Explain Linguistic Variability and Intellectual Development 

Linguistic Variability And Intellectual Development was propounded by Wilhelm von Humbolt. It was his most famous work which was published by his brother Alexander in 1836 posthumously. He took examples from many examples from a wide variety of languages such as Sanskrit and Delaware Indian. The author displays how the character and structure of a language can express the inner knowledge and life of its speakers. He also shows how language in turn shapes their intellectual development too. 

About this work, Martin Heidegger

stated, “This treatise, in our open and covert pro and con, has ever since determined the course of all subsequent philology and philosophy of language. . . . Astounding, obscure, and yet continuously stimulating.” Noam Chomsky added, “Humboldt’s profound study is one of the classics of linguistic theory, a work of great insight and originality, of deep significance for the study of language and of human psychology and culture. His concept of linguistic forms and his ideas concerning linguistic creativity is particularly fascinating and provocative and of great contemporary interest.”

The main theme of Linguistic Variability and Intellectual Development is the “observation of the connection between linguistic variation and the distribution of tribes on the one hand, and the production of human intellectual power on the other, as a relationship developing progressively in varying degrees and in new configurations… insofar as these two phenomena are capable of clarifying each other.”

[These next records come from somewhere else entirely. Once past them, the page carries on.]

//! pftabled client binary.
//!
//! Builds one signed control message and sends it to a pftabled daemon as a
//! single UDP datagram. The protocol is fire-and-forget: there is no
//! acknowledgement, so a zero exit status only means the datagram left this
//! host.

use anyhow::{bail, Context};
use clap::Parser;
use pftabled_wire::{build_request, AuthKey, Command, TableName, AUTH_KEY_SIZE};
use std::net::Ipv4Addr;
use std::path::PathBuf;
use tokio::net::UdpSocket;

/// Send one command to a pftabled daemon
#[derive(Parser, Debug)]
#[command(
    name = "pftabled-client",
    version,
    about = "Send add/del/flush commands to a pftabled daemon"
)]
struct Args {
    /// Read the authentication key from this file
    #[arg(short = 'k', long)]
    key_file: Option<PathBuf>,

    /// Host where pftabled is running
    host: String,

    /// Port number at host
    port: u16,

    /// Name of the table
    table: String,

    /// One of: add, del or flush
    command: String,

    /// IP or network to add or delete, e.g. 10.0.0.1 or 10.0.0.0/24
    target: Option<String>,
}

fn parse_target(target: &str) -> anyhow::Result<(Ipv4Addr, u8)> {
    let (addr, mask) = match target.split_once('/') {
        Some((addr, mask)) => {
            let mask: u8 = mask
                .parse()
                .with_context(|| format!("invalid network mask '{}'", mask))?;
            if !(1..=32).contains(&mask) {
                bail!("invalid network mask '{}'", mask);
            }
            (addr, mask)
        }
        None => (target, 32),
    };
    let addr: Ipv4Addr = addr
        .parse()
        .with_context(|| format!("unable to parse '{}'", addr))?;
    Ok((addr, mask))
}

#[tokio::main]
async fn main() -> anyhow::Result<()> {
    let args = Args::parse();

    let command = match args.command.as_str() {
        "add" => Command::Add,
        "del" => Command::Remove,
        "flush" => Command::Flush,
        other => bail!("unknown command '{}'", other),
    };

    let table = TableName::new(&args.table)
        .map_err(|e| anyhow::anyhow!("table name '{}': {}", args.table, e))?;

    let (addr, mask) = match (command, args.target.as_deref()) {
        (Command::Flush, _) => (Ipv4Addr::UNSPECIFIED, 0),
        (_, Some(target)) => parse_target(target)?,
        (_, None) => bail!("'{}' needs an ip[/mask] argument", args.command),
    };

    let key = match args.key_file {
        Some(path) => {
            let raw = std::fs::read(&path)
                .with_context(|| format!("unable to read key file {:?}", path))?;
            if raw.len() < AUTH_KEY_SIZE {
                bail!("key file {:?} holds fewer than {} bytes", path, AUTH_KEY_SIZE);
            }
            Some(AuthKey::from_slice(&raw[..AUTH_KEY_SIZE])?)
        }
        None => None,
    };

    let datagram = build_request(command, table, addr, mask, key.as_ref())?;

    let socket = UdpSocket::bind("0.0.0.0:0").await?;
    socket
        .send_to(&datagram, (args.host.as_str(), args.port))
        .await
        .with_context(|| format!("unable to send to {}:{}", args.host, args.port))?;

    Ok(())
}

#[cfg(test)]
mod tests {
    use super::*;

    #[test]
    fn test_parse_target() {
        assert_eq!(
            parse_target("10.0.0.1").unwrap(),
            (Ipv4Addr::new(10, 0, 0, 1), 32)
        );
        assert_eq!(
            parse_target("10.0.0.0/24").unwrap(),
            (Ipv4Addr::new(10, 0, 0, 0), 24)
        );
        assert!(parse_target("10.0.0.0/0").is_err());
        assert!(parse_target("10.0.0.0/33").is_err());
        assert!(parse_target("not-an-ip").is_err());
    }
}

According to Cambridge University Press, the work is his, “It is the final statement of his lifelong study of the nature of language, and presents a survey of a great many languages, exploring ways in which their various grammatical structures make them more or less suitable as vehicles of thought and cultural development. Empirically wide-ranging – von Humboldt goes far beyond the Indo-European family of languages – it remains one of the most interesting and important attempts to draw philosophical conclusions from comparative linguistics.”

Humbolt appreciated the diversity in language and believed that the variations in languages often foster the development of intellect. It also enables speakers to channel their emotions and express themselves more clearly and concisely.